Your assignment →
Report each line of the entries below that has the word "MemoryManager" in it.

Extracted records →
- Opening Delimiter -
//! Learn 阶段：把通过评审的周期写入记忆
//!
//! 写入内容：
//! - 情景：任务快照、结果、教训（评审改进项 + 此前失败周期的原因）
//! - 长期：任务与结果摘要，重要度 = score / 10，执行未完全成功时减半（低于准入阈值时被拒绝，不算错误）
//! - 语义：每条教训作为事实，置信度达到下限才写入，教训之间互相关联
//! - 短期：本次结果，供紧随其后的任务参考
//!
//! 情景写入失败视为 Learn 失败；其余写入失败记入 LearnReport::degraded。

use std::sync::Arc;

use async_trait::async_trait;

use crate::core::EngineError;
use crate::memory::{EpisodeOutcome, EpisodicEntry, LongTermEntry, MemoryItem, MemoryManager, StoreOutcome};
use crate::stages::{LearnInput, LearnReport, LearnStage};

const RESULT_PREVIEW_CHARS: usize = 500;

fn truncate(s: &str, max: usize) -> String {
    if s.chars().count() > max {
        format!("{}...", s.chars().take(max).collect::<String>())
    } else {
        s.to_string()
    }
}

pub struct MemoryLearner {
    memory: Arc<MemoryManager>,
}

impl MemoryLearner {
    pub fn new(memory: Arc<MemoryManager>) -> Self {
        Self { memory }
    }

    fn lessons(input: &LearnInput<'_>) -> Vec<String> {
        let mut lessons: Vec<String> = Vec::new();
        let candidates = input
            .history
            .iter()
            .filter_map(|c| c.cause())
            .chain(input.critique.improvements.iter().cloned());
        for lesson in candidates {
            let lesson = lesson.trim().to_string();
            if !lesson.is_empty() && !lessons.contains(&lesson) {
                lessons.push(lesson);
            }
        }
        lessons
    }
}

#[async_trait]
impl LearnStage for MemoryLearner {
    fn name(&self) -> &str {
        "memory"
    }

    async fn learn(&self, input: LearnInput<'_>) -> Result<LearnReport, EngineError> {
        let mut report = LearnReport::default();
        let lessons = Self::lessons(&input);
        let score = input.critique.score;

        let episode = EpisodicEntry::new(
            input.task.snapshot(),
            EpisodeOutcome::Succeeded { score },
            lessons.clone(),
        );
        match self.memory.store(MemoryItem::Episodic(episode))? {
            StoreOutcome::Episodic { id } => report.episode = Some(id),
            other => tracing::debug!(?other, "Unexpected store outcome for episode"),
        }

        let mut importance = score / 10.0;
        if !input.result.success {
            importance *= 0.5;
        }
        let content = format!(
            "Task: {}\nResult: {}",
            input.task.description,
            truncate(&input.result.output, RESULT_PREVIEW_CHARS)
        );
        match self.memory.store(MemoryItem::LongTerm(LongTermEntry::new(content, importance))) {
            Ok(StoreOutcome::LongTerm(outcome)) => report.long_term = Some(outcome),
            Ok(other) => tracing::debug!(?other, "Unexpected store outcome for long-term entry"),
            Err(e) => report.degraded.push(format!("long_term: {}", e)),
        }

        let confidence = (score / 10.0).clamp(0.0, 1.0);
        if confidence >= self.memory.semantic_min_confidence() {
            for (i, lesson) in lessons.iter().enumerate() {
                let related = lessons
                    .iter()
                    .enumerate()
                    .filter(|(j, _)| *j != i)
                    .map(|(_, l)| l.as_str());
                match self.memory.semantic().upsert(lesson, confidence, related) {
                    Ok(entry) => report.facts.push(entry.key),
                    Err(e) => report.degraded.push(format!("semantic: {}", e)),
                }
            }
        }

        let key = format!("task:{}:result", input.task.id);
        self.memory
            .short_term()
            .put(key.clone(), truncate(&input.result.output, RESULT_PREVIEW_CHARS));
        report.short_term_key = Some(key);

        if !report.degraded.is_empty() {
            tracing::warn!(task_id = %input.task.id, degraded = ?report.degraded, "Learn partially degraded");
        }
        tracing::debug!(
            task_id = %input.task.id,
            lessons = lessons.len(),
            facts = report.facts.len(),
            "Learned from task"
        );
        Ok(report)
    }
}

#[cfg(test)]
mod tests {
    use std::time::Duration;

    use super::*;
    use crate::config::MemoryConfig;
    use crate::core::{CycleRecord, Task};
    use crate::stages::{Critique, ExecutionResult, Plan};

    fn memory() -> Arc<MemoryManager> {
        Arc::new(MemoryManager::in_memory(&MemoryConfig::default()).unwrap())
    }

    fn result(success: bool) -> ExecutionResult {
        ExecutionResult {
            output: "summary of quarterly sales".into(),
            artifacts: vec![],
            cost: 0.1,
            duration: Duration::from_millis(10),
            success,
            subtasks: vec![],
        }
    }

    #[tokio::test]
    async fn test_learn_writes_all_stores() {
        let memory = memory();
        let learner = MemoryLearner::new(Arc::clone(&memory));
        let task = Task::new("summarize quarterly sales");
        let plan = Plan::single_step("summarize", None);
        let critique = Critique::new(8.0, "good", vec!["include regional breakdown".into()], 7.0);
        let mut failed = CycleRecord::start(0);
        failed.finish(Some("Execution failed: source unreachable".into()));
        let history = vec![failed];

        let report = learner
            .learn(LearnInput {
                task: &task,
                plan: &plan,
                result: &result(true),
                critique: &critique,
                history: &history,
            })
            .await
            .unwrap();

        assert!(report.episode.is_some());
        assert!(report.long_term.as_ref().unwrap().is_stored());
        assert_eq!(report.facts.len(), 2);
        assert!(report.degraded.is_empty());

        let stats = memory.stats();
        assert_eq!(stats.episodic, 1);
        assert_eq!(stats.long_term, 1);
        assert_eq!(stats.semantic, 2);
        assert_eq!(stats.short_term, 1);

        let episode = memory.episodic().get(&report.episode.unwrap()).unwrap();
        assert_eq!(
            episode.lessons,
            vec![
                "Execution failed: source unreachable".to_string(),
                "include regional breakdown".to_string()
            ]
        );
        let fact = memory.semantic().get("include regional breakdown").unwrap();
        assert_eq!(fact.related.len(), 1);
    }

    #[tokio::test]
    async fn test_low_importance_declined_without_error() {
        let memory = memory();
        let learner = MemoryLearner::new(Arc::clone(&memory));
        let task = Task::new("t");
        let plan = Plan::single_step("t", None);
        // 5.0 / 10 * 0.5 = 0.25 < 0.3
        let critique = Critique::new(5.0, "meh", vec![], 5.0);
        let report = learner
            .learn(LearnInput {
                task: &task,
                plan: &plan,
                result: &result(false),
                critique: &critique,
                history: &[],
            })
            .await
            .unwrap();
        assert!(!report.long_term.unwrap().is_stored());
        assert_eq!(memory.stats().long_term, 0);
        assert_eq!(memory.stats().episodic, 1);
    }
}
- Closing Delimiter -
Reply to the task →
use crate::memory::{EpisodeOutcome, EpisodicEntry, LongTermEntry, MemoryItem, MemoryManager, StoreOutcome};
    memory: Arc<MemoryManager>,
    pub fn new(memory: Arc<MemoryManager>) -> Self {
    fn memory() -> Arc<MemoryManager> {
        Arc::new(MemoryManager::in_memory(&MemoryConfig::default()).unwrap())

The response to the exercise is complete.